▸ **Extracted information**:
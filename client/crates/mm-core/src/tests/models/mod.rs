mod candidate;
mod gender;
mod identity;
mod like_record;
mod match_record;
mod role;
mod user_id;
use crate::{MatchParty, MatchRecord, UserId};

#[test]
fn given_embedded_profiles_when_deserialize_then_profiles() {
    let json = r#"{
        "userA": {"id": 1, "username": "a", "fullname": "Ann"},
        "userB": {"id": 2, "username": "b"}
    }"#;

    let record: MatchRecord = serde_json::from_str(json).unwrap();

    assert!(matches!(record.user_a, MatchParty::Profile(_)));
    assert_eq!(record.user_a.label(), "Ann");
    assert_eq!(record.user_b.id(), &UserId::Number(2));
}

#[test]
fn given_bare_ids_when_deserialize_then_ids() {
    let json = r#"{"user_a": 1, "user_b": "k2"}"#;

    let record: MatchRecord = serde_json::from_str(json).unwrap();

    assert_eq!(record.user_a, MatchParty::Id(UserId::Number(1)));
    assert_eq!(record.user_b.label(), "#k2");
    assert!(record.involves(&UserId::Text("k2".into())));
    assert!(!record.involves(&UserId::Number(3)));
}

#[test]
fn given_mixed_id_forms_when_involves_then_matched_by_value() {
    let json = r#"{"user_a": "4", "user_b": 9}"#;

    let record: MatchRecord = serde_json::from_str(json).unwrap();

    assert!(record.involves(&UserId::Number(4)));
    assert!(record.involves(&UserId::Text("9".into())));
    assert!(!record.involves(&UserId::Text("49".into())));
}
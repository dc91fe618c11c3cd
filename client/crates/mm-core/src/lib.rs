pub mod error;
pub mod models;
pub mod request_state;
pub mod selection;
pub mod visibility;

#[cfg(test)]
mod tests;

pub use error::{CoreError, Result as CoreErrorResult};
pub use models::candidate::Candidate;
pub use models::gender::Gender;
pub use models::identity::{Identity, SECRET_FIELDS};
pub use models::like_record::{LikeBatch, LikeRecord};
pub use models::match_record::{MatchParty, MatchRecord};
pub use models::role::Role;
pub use models::user_id::UserId;
pub use request_state::{RequestState, RequestTicket, ViewState};
pub use selection::{Selection, ToggleOutcome};
pub use visibility::visible_candidates;
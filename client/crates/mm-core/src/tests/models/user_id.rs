use crate::UserId;

use std::str::FromStr;

#[test]
fn test_user_id_keeps_json_form() {
    let numeric: UserId = serde_json::from_str("7").unwrap();
    let text: UserId = serde_json::from_str(r#""65a1f0""#).unwrap();

    assert_eq!(numeric, UserId::Number(7));
    assert_eq!(text, UserId::Text("65a1f0".into()));
    assert_eq!(serde_json::to_string(&numeric).unwrap(), "7");
    assert_eq!(serde_json::to_string(&text).unwrap(), r#""65a1f0""#);
}

#[test]
fn test_user_id_from_str_prefers_numbers() {
    assert_eq!(UserId::from_str("42").unwrap(), UserId::Number(42));
    assert_eq!(
        UserId::from_str("abc-1").unwrap(),
        UserId::Text("abc-1".into())
    );
}

#[test]
fn test_user_id_display() {
    assert_eq!(UserId::Number(3).to_string(), "3");
    assert_eq!(UserId::from("x9").to_string(), "x9");
}

#[test]
fn test_blank_text_id_is_blank() {
    assert!(UserId::from("  ").is_blank());
    assert!(!UserId::Number(0).is_blank());
}

#[test]
fn given_numeric_text_id_when_compare_with_number_then_equal() {
    let parsed = UserId::from_str("2").unwrap();

    assert_eq!(parsed, UserId::Text("2".into()));
    assert_eq!(UserId::Text("2".into()), UserId::Number(2));
    assert_ne!(UserId::Text("02".into()), UserId::Number(2));
}

#[test]
fn given_equal_ids_of_different_form_when_hashed_then_same_set_entry() {
    use std::collections::HashSet;

    let ids: HashSet<UserId> = [UserId::Number(5), UserId::Text("5".into())]
        .into_iter()
        .collect();

    assert_eq!(ids.len(), 1);
}
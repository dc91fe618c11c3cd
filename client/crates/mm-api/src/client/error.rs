use mm_core::CoreError;

use error_location::ErrorLocation;
use std::panic::Location;
use thiserror::Error;

/// Shown when a failure carries no message meant for the user.
pub const GENERIC_FAILURE_MESSAGE: &str = "Something went wrong. Please try again.";

const TIMEOUT_MESSAGE: &str = "The server took too long to respond. Please try again.";

/// Errors that can occur during API calls
#[derive(Error, Debug)]
pub enum ApiError {
    #[error("HTTP request error: {message} {location}")]
    Http {
        message: String,
        location: ErrorLocation,
        #[source]
        source: reqwest::Error,
    },

    #[error("API error (status {status}): {} {location}", .message.as_deref().unwrap_or("no message"))]
    Api {
        status: u16,
        message: Option<String>,
        location: ErrorLocation,
    },

    #[error("JSON parse error: {message} {location}")]
    Json {
        message: String,
        location: ErrorLocation,
        #[source]
        source: serde_json::Error,
    },

    #[error("Unexpected payload: {source} {location}")]
    Payload {
        #[source]
        source: CoreError,
        location: ErrorLocation,
    },

    #[error("Validation error: {message} {location}")]
    Validation {
        message: String,
        location: ErrorLocation,
    },
}

impl ApiError {
    /// Convert reqwest error with context
    #[track_caller]
    pub fn from_reqwest(err: reqwest::Error) -> Self {
        ApiError::Http {
            message: err.to_string(),
            location: ErrorLocation::from(Location::caller()),
            source: err,
        }
    }

    /// Convert JSON error with context
    #[track_caller]
    pub fn from_json(err: serde_json::Error) -> Self {
        ApiError::Json {
            message: err.to_string(),
            location: ErrorLocation::from(Location::caller()),
            source: err,
        }
    }

    /// Create an API error with location
    #[track_caller]
    pub fn api_error(status: u16, message: Option<String>) -> Self {
        ApiError::Api {
            status,
            message,
            location: ErrorLocation::from(Location::caller()),
        }
    }

    /// Create a validation error with location
    #[track_caller]
    pub fn validation(message: impl Into<String>) -> Self {
        ApiError::Validation {
            message: message.into(),
            location: ErrorLocation::from(Location::caller()),
        }
    }

    /// Message to show the user: the server's own wording when it sent one.
    pub fn user_message(&self) -> String {
        match self {
            Self::Api {
                message: Some(message),
                ..
            } if !message.trim().is_empty() => message.clone(),
            Self::Validation { message, .. } => message.clone(),
            Self::Http { source, .. } if source.is_timeout() => TIMEOUT_MESSAGE.to_string(),
            _ => GENERIC_FAILURE_MESSAGE.to_string(),
        }
    }

    /// Whether the request never reached a verdict from the server.
    pub fn is_network(&self) -> bool {
        matches!(self, Self::Http { .. })
    }
}

impl From<reqwest::Error> for ApiError {
    #[track_caller]
    fn from(err: reqwest::Error) -> Self {
        ApiError::from_reqwest(err)
    }
}

impl From<serde_json::Error> for ApiError {
    #[track_caller]
    fn from(err: serde_json::Error) -> Self {
        ApiError::from_json(err)
    }
}

impl From<CoreError> for ApiError {
    #[track_caller]
    fn from(source: CoreError) -> Self {
        ApiError::Payload {
            source,
            location: ErrorLocation::from(Location::caller()),
        }
    }
}

pub type Result<T> = std::result::Result<T, ApiError>;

▸ **Problem statement**:
Output each line of the listing above that has "parsed".

▸ **Final answer**:
    let parsed = UserId::from_str("2").unwrap();
    assert_eq!(parsed, UserId::Text("2".into()));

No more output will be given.